Les PEID ne sont pas à l’abri de la pandémie

"Elle est de la responsabilité première des États eux-mêmes. Il convient de souligner ici l’initiative de nombreux pays de mettre en œuvre des Plans nationaux de réduction de la pauvreté. Dans cette action, les États doivent compter sur la solidarité internationale. C’est ce que fait la France à travers son Aide pratique au développement et des actions de coopération menées dans les organisations d’intégration régionale à partir des départements et territoires d’Outre-mer situés dans les Caraïbes, le Pacifique ou l’océan Indien.

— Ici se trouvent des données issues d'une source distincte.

#[tokio::test]
async fn late_observer_is_resynchronized_from_cache() {
    let bench = Arc::new(SimulatedBench::default());
    let manager = bench_manager(&bench);
    let session = manager.connect(ConnectRequest::new("SIM-MSCF16-1")).await.unwrap();
    let wire = bench.control("SIM-MSCF16-1").unwrap().wire_log();
    let writes = wire.write_count();

    let (watcher, mut events) = observer();
    manager.subscribe(watcher.clone(), "SIM-MSCF16-1").unwrap();
    let replayed = drain(&mut events);
    assert_eq!(replayed.len(), session.snapshot().values.len());
    assert_eq!(wire.write_count(), writes);

    manager.unsubscribe(watcher.id, "SIM-MSCF16-1").unwrap();
    manager.execute("SIM-MSCF16-1", &threshold(1, 1)).await.unwrap();
    assert!(drain(&mut events).is_empty());

    assert!(matches!(
        manager.subscribe(watcher, "nope"),
        Err(NimError::NotFound(_))
    ));
}

#[tokio::test]
async fn telemetry_publishes_readings() {
    let bench = Arc::new(SimulatedBench::default());
    let manager = bench_manager(&bench);
    let (watcher, mut events) = observer();
    manager.attach(watcher);
    manager
        .connect(ConnectRequest::new("SIM-MHV4-1").family(Family::Mhv4))
        .await
        .unwrap();

    let readings = tokio::time::timeout(Duration::from_secs(2), async {
        loop {
            if let Some(DeviceEvent::ReadingsUpdate { readings, .. }) = events.recv().await {
                return readings;
            }
        }
    })
    .await
    .unwrap();
    assert!(readings.contains_key("voltage_0"));
    assert!(readings.contains_key("current_3"));
    assert!(manager.list_sessions()[0].telemetry);

    manager.disconnect("SIM-MHV4-1").await.unwrap();
}

#[tokio::test]
async fn disconnect_during_a_telemetry_tick_finishes_within_grace() {
    let bench = Arc::new(SimulatedBench::default());
    let manager = bench_manager(&bench);
    let (watcher, mut events) = observer();
    manager.attach(watcher);
    manager
        .connect(ConnectRequest::new("SIM-MHV4-1").family(Family::Mhv4))
        .await
        .unwrap();
    // each exchange now takes longer than the grace period
    bench
        .control("SIM-MHV4-1")
        .unwrap()
        .set_delay(Duration::from_millis(400));
    tokio::time::sleep(Duration::from_millis(60)).await;

    let started = Instant::now();
    manager.disconnect("SIM-MHV4-1").await.unwrap();
    assert!(started.elapsed() < Duration::from_millis(1500));

    assert_eq!(
        wait_for_disconnect(&mut events, Duration::from_millis(100)).await,
        "SIM-MHV4-1"
    );
    tokio::time::sleep(Duration::from_millis(100)).await;
    let after: Vec<_> = drain(&mut events)
        .into_iter()
        .filter(|e| matches!(e, DeviceEvent::DeviceDisconnected { .. }))
        .collect();
    assert!(after.is_empty());
}

#[tokio::test]
async fn unplugged_device_is_torn_down_by_telemetry() {
    let bench = Arc::new(SimulatedBench::default());
    let manager = bench_manager(&bench);
    let (watcher, mut events) = observer();
    manager.attach(watcher);
    manager
        .connect(ConnectRequest::new("SIM-MHV4-1").family(Family::Mhv4))
        .await
        .unwrap();

    bench.control("SIM-MHV4-1").unwrap().unplug();

    assert_eq!(
        wait_for_disconnect(&mut events, Duration::from_secs(2)).await,
        "SIM-MHV4-1"
    );
    assert!(matches!(
        manager.get_session("SIM-MHV4-1"),
        Err(NimError::NotFound(_))
    ));
    // the endpoint is free again
    assert!(manager
        .connect(ConnectRequest::new("SIM-MHV4-1").family(Family::Mhv4))
        .await
        .is_ok());
}

#[tokio::test]
async fn unplugged_device_is_torn_down_by_a_command() {
    let bench = Arc::new(SimulatedBench::default());
    let manager = bench_manager(&bench);
    let (watcher, mut events) = observer();
    manager.attach(watcher);
    manager.connect(ConnectRequest::new("SIM-MSCF16-1")).await.unwrap();

    bench.control("SIM-MSCF16-1").unwrap().unplug();
    tokio::time::sleep(Duration::from_millis(20)).await;

    let err = manager
        .execute("SIM-MSCF16-1", &Command::new("get_version"))
        .await
        .unwrap_err();
    assert!(err.is_fatal());
    assert_eq!(
        wait_for_disconnect(&mut events, Duration::from_millis(200)).await,
        "SIM-MSCF16-1"
    );
    assert!(manager.list_sessions().is_empty());
}

#[tokio::test]
async fn teardown_closes_everything() {
    let bench = Arc::new(SimulatedBench::new(2, 1));
    let manager = bench_manager(&bench);
    let (watcher, mut events) = observer();
    manager.attach(watcher);
    for port in ["SIM-MSCF16-1", "SIM-MSCF16-2"] {
        manager.connect(ConnectRequest::new(port)).await.unwrap();
    }
    manager
        .connect(ConnectRequest::new("SIM-MHV4-1").family(Family::Mhv4))
        .await
        .unwrap();
    assert_eq!(manager.list_sessions().len(), 3);

    manager.teardown().await;

    assert!(manager.list_sessions().is_empty());
    let mut gone: Vec<String> = drain(&mut events)
        .into_iter()
        .filter_map(|e| match e {
            DeviceEvent::DeviceDisconnected { device_id } => Some(device_id),
            _ => None,
        })
        .collect();
    gone.sort();
    assert_eq!(gone, vec!["SIM-MHV4-1", "SIM-MSCF16-1", "SIM-MSCF16-2"]);
}

#[tokio::test]
async fn cached_values_are_typed() {
    let bench = Arc::new(SimulatedBench::default());
    let manager = bench_manager(&bench);
    let session = manager
        .connect(ConnectRequest::new("SIM-MHV4-1").family(Family::Mhv4))
        .await
        .unwrap();
    manager
        .execute(
            "SIM-MHV4-1",
            &Command::new("set_voltage").with("channel", 2).with("voltage", 120.5),
        )
        .await
        .unwrap();
    let values = session.snapshot().values;
    let preset = values
        .iter()
        .find(|u| u.key == ParamKey::channel("voltage_preset", 2))
        .unwrap();
    assert_eq!(preset.value, ParamValue::Float(120.5));
    manager.teardown().await;
}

"En second lieu, la lutte contre le VIH-SIDA. Certes, à l’exception des Caraïbes, seconde région la plus touchée au monde après l’Afrique, l’extension du SIDA est relativement peu élevée dans la plupart des PEID. Mais ils ne sont pas à l’abri d’une expansion de la pandémie. Là encore, la lutte doit se faire avant tout au niveau de chaque pays. Mais elle est à compléter par la coopération régionale, à l’exemple du programme de lutte contre le SIDA de la Commission de l’océan Indien, mené en liaison avec l’ONUSIDA, sur financement de la Banque africaine de développement et de la France.

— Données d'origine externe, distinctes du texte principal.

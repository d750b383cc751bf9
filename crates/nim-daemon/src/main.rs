//! `nim-gateway`: serve Mesytec NIM modules to the browser control panel.
//!
//! ```bash
//! # real serial ports, settings from nim-gateway.toml if present
//! nim-gateway --port 8000
//!
//! # emulated MSCF-16 and MHV-4, no hardware needed
//! nim-gateway --simulate --log-level debug
//! ```

#[cfg(not(test))]
#[global_allocator]
static GLOBAL: mimalloc::MiMalloc = mimalloc::MiMalloc;

use anyhow::{Context, Result};
use clap::Parser;
use nim_daemon::{logging, GatewayConfig, LogFormat, Overrides};
use nim_server::AppState;
use nim_session::{PortOpener, PortScanner, SessionManager, SimulatedBench, SystemPorts};
use std::path::PathBuf;
use std::sync::Arc;
use tokio::signal;
use tracing::{info, warn};

#[derive(Parser, Debug)]
#[command(name = "nim-gateway", version)]
#[command(about = "HTTP/WebSocket gateway for Mesytec MSCF-16 and MHV-4 modules", long_about = None)]
struct Cli {
    /// Configuration file (TOML). Defaults to ./nim-gateway.toml when present
    #[arg(long)]
    config: Option<PathBuf>,

    /// Listen address
    #[arg(long)]
    host: Option<String>,

    /// Listen port
    #[arg(long)]
    port: Option<u16>,

    /// Serve emulated modules instead of the host's serial ports
    #[arg(long)]
    simulate: bool,

    /// trace, debug, info, warn or error
    #[arg(long)]
    log_level: Option<String>,

    /// Log output format
    #[arg(long, value_enum)]
    log_format: Option<LogFormat>,
}

impl Cli {
    fn overrides(&self) -> Overrides {
        Overrides {
            host: self.host.clone(),
            port: self.port,
            simulate: self.simulate,
            log_level: self.log_level.clone(),
            log_format: self.log_format,
        }
    }
}

#[tokio::main]
async fn main() -> Result<()> {
    let cli = Cli::parse();
    let config = GatewayConfig::load(cli.config.as_deref(), &cli.overrides())
        .context("failed to load configuration")?;
    config
        .validate()
        .map_err(anyhow::Error::msg)
        .context("invalid configuration")?;
    logging::init(&config.log).map_err(anyhow::Error::msg)?;

    let (opener, scanner): (Arc<dyn PortOpener>, Arc<dyn PortScanner>) = if config.simulate {
        let bench = Arc::new(SimulatedBench::default());
        info!(ports = ?bench.list_ports(), "serving emulated modules");
        (bench.clone(), bench)
    } else {
        (Arc::new(SystemPorts), Arc::new(SystemPorts))
    };

    let manager = SessionManager::new(config.manager(), opener);
    let app = nim_server::router(AppState::new(manager.clone(), scanner));

    let addr = config.listen_addr();
    let listener = tokio::net::TcpListener::bind(&addr)
        .await
        .with_context(|| format!("failed to bind {addr}"))?;
    info!(%addr, simulate = config.simulate, "gateway listening");

    let shutdown = {
        let manager = manager.clone();
        async move {
            if let Err(e) = signal::ctrl_c().await {
                warn!(error = %e, "failed to listen for ctrl-c");
                std::future::pending::<()>().await;
            }
            info!("shutdown requested, closing sessions");
            manager.teardown().await;
        }
    };
    axum::serve(listener, app)
        .with_graceful_shutdown(shutdown)
        .await
        .context("server error")?;

    // sessions opened while the listener drained
    manager.teardown().await;
    info!("gateway stopped");
    Ok(())
}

"Enfin, les PEID sont de plus en plus confrontés à la montée de l’insécurité tant aux plans intérieur qu’extérieur. Plus qu’en tout autre domaine, la coopération internationale est ici une absolue nécessité. Pour sa part, la France propose aux pays de la COI - pour ne prendre qu’un exemple - un projet régional de lutte contre le terrorisme et les grands trafics.
De grands pays s’unissent dans d’importantes organisations régionales, de par le monde. Pour les Petits États insulaires, cette coopération régionale s’impose plus encore."

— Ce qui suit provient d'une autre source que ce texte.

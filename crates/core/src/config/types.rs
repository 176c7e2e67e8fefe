use serde::{Deserialize, Serialize};
use std::net::{IpAddr, Ipv4Addr};
use std::path::PathBuf;

/// Root configuration
#[derive(Debug, Clone, Default, Deserialize, Serialize)]
pub struct Config {
    #[serde(default)]
    pub server: ServerConfig,
    #[serde(default)]
    pub storage: StorageConfig,
    #[serde(default)]
    pub cache: CacheConfig,
    #[serde(default)]
    pub merge: MergeConfig,
    #[serde(default)]
    pub sync: SyncConfig,
    #[serde(default)]
    pub publish: PublishConfig,
}

/// Server configuration
#[derive(Debug, Clone, Deserialize, Serialize)]
pub struct ServerConfig {
    #[serde(default = "default_host")]
    pub host: IpAddr,
    #[serde(default = "default_port")]
    pub port: u16,
}

impl Default for ServerConfig {
    fn default() -> Self {
        Self {
            host: default_host(),
            port: default_port(),
        }
    }
}

fn default_host() -> IpAddr {
    IpAddr::V4(Ipv4Addr::UNSPECIFIED)
}

fn default_port() -> u16 {
    9117
}

/// On-disk layout of the bucket store.
#[derive(Debug, Clone, Deserialize, Serialize)]
pub struct StorageConfig {
    /// Root directory for bucket files, the master index snapshot and sync cursors.
    #[serde(default = "default_data_dir")]
    pub data_dir: PathBuf,
    /// Number of directory levels a bucket file is nested under.
    /// Each level consumes two hex characters of the key digest.
    #[serde(default = "default_path_levels")]
    pub path_levels: usize,
    /// How often the master index snapshot is written to disk (seconds).
    #[serde(default = "default_master_save_interval")]
    pub master_save_interval_secs: u64,
}

impl Default for StorageConfig {
    fn default() -> Self {
        Self {
            data_dir: default_data_dir(),
            path_levels: default_path_levels(),
            master_save_interval_secs: default_master_save_interval(),
        }
    }
}

impl StorageConfig {
    /// Directory holding the sharded bucket files.
    pub fn buckets_dir(&self) -> PathBuf {
        self.data_dir.join("fdb")
    }

    /// Path of the persisted master index snapshot.
    pub fn master_path(&self) -> PathBuf {
        self.data_dir.join("masterDb.json")
    }

    /// Directory holding per-peer replication cursors.
    pub fn sync_dir(&self) -> PathBuf {
        self.data_dir.join("sync")
    }
}

fn default_data_dir() -> PathBuf {
    PathBuf::from("Data")
}

fn default_path_levels() -> usize {
    2
}

fn default_master_save_interval() -> u64 {
    300
}

/// Bucket cache limits.
#[derive(Debug, Clone, Deserialize, Serialize)]
pub struct CacheConfig {
    /// When disabled every read goes to disk.
    #[serde(default = "default_true")]
    pub enabled: bool,
    /// Age after which a cached read snapshot is reloaded (seconds).
    #[serde(default = "default_ttl")]
    pub ttl_secs: u64,
    /// Ceiling on concurrently open write handles.
    #[serde(default = "default_max_open_writers")]
    pub max_open_writers: usize,
    /// Number of cached buckets above which eviction kicks in.
    #[serde(default = "default_max_entries")]
    pub max_entries: usize,
    /// How many of the oldest entries one eviction pass drops.
    #[serde(default = "default_drop_take")]
    pub drop_take: usize,
    /// How often expired snapshots are purged (seconds).
    #[serde(default = "default_purge_interval")]
    pub purge_interval_secs: u64,
}

impl Default for CacheConfig {
    fn default() -> Self {
        Self {
            enabled: true,
            ttl_secs: default_ttl(),
            max_open_writers: default_max_open_writers(),
            max_entries: default_max_entries(),
            drop_take: default_drop_take(),
            purge_interval_secs: default_purge_interval(),
        }
    }
}

fn default_true() -> bool {
    true
}

fn default_ttl() -> u64 {
    3600
}

fn default_max_open_writers() -> usize {
    2000
}

fn default_max_entries() -> usize {
    10_000
}

fn default_drop_take() -> usize {
    200
}

fn default_purge_interval() -> u64 {
    60
}

/// Merge engine tuning.
#[derive(Debug, Clone, Deserialize, Serialize)]
pub struct MergeConfig {
    /// Buckets of one batch merged concurrently.
    #[serde(default = "default_max_concurrent_buckets")]
    pub max_concurrent_buckets: usize,
}

impl Default for MergeConfig {
    fn default() -> Self {
        Self {
            max_concurrent_buckets: default_max_concurrent_buckets(),
        }
    }
}

fn default_max_concurrent_buckets() -> usize {
    16
}

/// A remote node to replicate from.
#[derive(Debug, Clone, Deserialize, Serialize)]
pub struct PeerConfig {
    /// Base URL of the peer (e.g., "http://peer.example:9117")
    pub url: String,
    #[serde(default = "default_true")]
    pub enabled: bool,
}

/// Pull-replication configuration.
#[derive(Debug, Clone, Deserialize, Serialize)]
pub struct SyncConfig {
    #[serde(default)]
    pub peers: Vec<PeerConfig>,
    /// Only records from these trackers are replicated (None = all).
    #[serde(default)]
    pub trackers: Option<Vec<String>>,
    /// Replicate records tagged "sport".
    #[serde(default = "default_true")]
    pub include_sport: bool,
    /// Pull the secondary spidr feed when a peer offers it.
    #[serde(default = "default_true")]
    pub include_spidr: bool,
    /// Pause between replication cycles (minutes).
    #[serde(default = "default_interval_minutes")]
    pub interval_minutes: u64,
    /// Lower bound applied to both cycle intervals (minutes).
    #[serde(default = "default_min_interval_minutes")]
    pub min_interval_minutes: u64,
    /// Pause between spidr passes (minutes).
    #[serde(default = "default_interval_minutes")]
    pub spidr_interval_minutes: u64,
    /// Random delay added before every cycle (seconds, inclusive range).
    #[serde(default = "default_jitter_min")]
    pub jitter_min_secs: u64,
    #[serde(default = "default_jitter_max")]
    pub jitter_max_secs: u64,
    /// Delay before the first cycle after startup (seconds).
    #[serde(default = "default_startup_delay")]
    pub startup_delay_secs: u64,
    /// Timeout for a single page request (seconds).
    #[serde(default = "default_request_timeout")]
    pub request_timeout_secs: u64,
    /// Cursors are persisted at least this often during a long drain (seconds).
    #[serde(default = "default_checkpoint_interval")]
    pub checkpoint_interval_secs: u64,
    /// Extra attempts for a failed page before the cycle is abandoned.
    #[serde(default = "default_page_retries")]
    pub page_retries: u32,
    /// Base delay between page attempts, doubled after each failure (seconds).
    #[serde(default = "default_retry_backoff")]
    pub retry_backoff_secs: u64,
}

impl Default for SyncConfig {
    fn default() -> Self {
        Self {
            peers: Vec::new(),
            trackers: None,
            include_sport: true,
            include_spidr: true,
            interval_minutes: default_interval_minutes(),
            min_interval_minutes: default_min_interval_minutes(),
            spidr_interval_minutes: default_interval_minutes(),
            jitter_min_secs: default_jitter_min(),
            jitter_max_secs: default_jitter_max(),
            startup_delay_secs: default_startup_delay(),
            request_timeout_secs: default_request_timeout(),
            checkpoint_interval_secs: default_checkpoint_interval(),
            page_retries: default_page_retries(),
            retry_backoff_secs: default_retry_backoff(),
        }
    }
}

fn default_interval_minutes() -> u64 {
    60
}

fn default_min_interval_minutes() -> u64 {
    20
}

fn default_jitter_min() -> u64 {
    60
}

fn default_jitter_max() -> u64 {
    300
}

fn default_startup_delay() -> u64 {
    20
}

fn default_request_timeout() -> u64 {
    300
}

fn default_checkpoint_interval() -> u64 {
    300
}

fn default_page_retries() -> u32 {
    1
}

fn default_retry_backoff() -> u64 {
    60
}

/// What this node serves to peers replicating from it.
#[derive(Debug, Clone, Deserialize, Serialize)]
pub struct PublishConfig {
    /// Serve the paginated bucket feed (`/sync/fdb/torrents`).
    #[serde(default = "default_true")]
    pub open_sync: bool,
    /// Serve the legacy flat feed (`/sync/torrents`).
    #[serde(default)]
    pub open_sync_v1: bool,
    /// Advertise the spidr feed.
    #[serde(default)]
    pub spidr: bool,
    /// Records per bucket-feed page (a page always holds whole buckets).
    #[serde(default = "default_page_size")]
    pub page_size: usize,
    /// Records per legacy page.
    #[serde(default = "default_v1_take")]
    pub v1_take: usize,
}

impl Default for PublishConfig {
    fn default() -> Self {
        Self {
            open_sync: true,
            open_sync_v1: false,
            spidr: false,
            page_size: default_page_size(),
            v1_take: default_v1_take(),
        }
    }
}

fn default_page_size() -> usize {
    5000
}

fn default_v1_take() -> usize {
    1000
}

/// Sanitized config for logging (peer credentials redacted)
#[derive(Debug, Clone, Serialize)]
pub struct SanitizedConfig {
    pub server: ServerConfig,
    pub storage: StorageConfig,
    pub cache: CacheConfig,
    pub merge: MergeConfig,
    pub sync: SanitizedSyncConfig,
    pub publish: PublishConfig,
}

#[derive(Debug, Clone, Serialize)]
pub struct SanitizedSyncConfig {
    pub peers: Vec<PeerConfig>,
    pub trackers: Option<Vec<String>>,
    pub include_sport: bool,
    pub include_spidr: bool,
    pub interval_minutes: u64,
    pub spidr_interval_minutes: u64,
}

impl From<&Config> for SanitizedConfig {
    fn from(config: &Config) -> Self {
        Self {
            server: config.server.clone(),
            storage: config.storage.clone(),
            cache: config.cache.clone(),
            merge: config.merge.clone(),
            sync: SanitizedSyncConfig {
                peers: config
                    .sync
                    .peers
                    .iter()
                    .map(|p| PeerConfig {
                        url: redact_url_credentials(&p.url),
                        enabled: p.enabled,
                    })
                    .collect(),
                trackers: config.sync.trackers.clone(),
                include_sport: config.sync.include_sport,
                include_spidr: config.sync.include_spidr,
                interval_minutes: config.sync.interval_minutes,
                spidr_interval_minutes: config.sync.spidr_interval_minutes,
            },
            publish: config.publish.clone(),
        }
    }
}

/// Replace `user:password@` in a URL with `***@`.
pub fn redact_url_credentials(url: &str) -> String {
    match reqwest::Url::parse(url) {
        Ok(mut parsed) if !parsed.username().is_empty() || parsed.password().is_some() => {
            let _ = parsed.set_username("***");
            let _ = parsed.set_password(None);
            parsed.to_string()
        }
        _ => url.to_string(),
    }
}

"Le peuple des Chagos a un droit de retour"

Le secrétaire général du Commonwealth, Don McKinnon, est arrivé à Maurice hier après-midi en vue de participer à la réunion internationale sur les petits États insulaires en développement.
Il a estimé que les Chagossiens ont le droit de visiter régulièrement l’archipel. Il a aussi mis l’accent sur la nécessité d’un "dialogue ouvert et positif" entre Londres et Port-Louis au sujet du différend sur l’archipel des Chagos.
"Je crois fermement que le peuple de l’archipel des Chagos a un droit de retour, sur des bases légales, dans les îles dont il vient", a soutenu le secrétaire général du Commonwealth à une question à la salle de presse, en marge des délibérations des PEID. Dans cette perspective, il a exprimé le souhait de pouvoir rencontrer les représentants des Chagossiens à Maurice avant son départ. Ainsi, des dispositions ont été prises en vue d’organiser une rencontre avec les dirigeants du Groupe Réfugiés Chagos d’Olivier Bancoult à cet effet pour la fin de la semaine.
Don McKinnon, qui a confirmé ses sympathies pour la cause des déracinés des Chagos lors de la création du British Indian Ocean Territory (BIOT) au début des années 60, n’a pas voulu s’aventurer plus loin pour commenter la réclamation officielle des Chagossiens pour une compensation de la part du gouvernement britannique.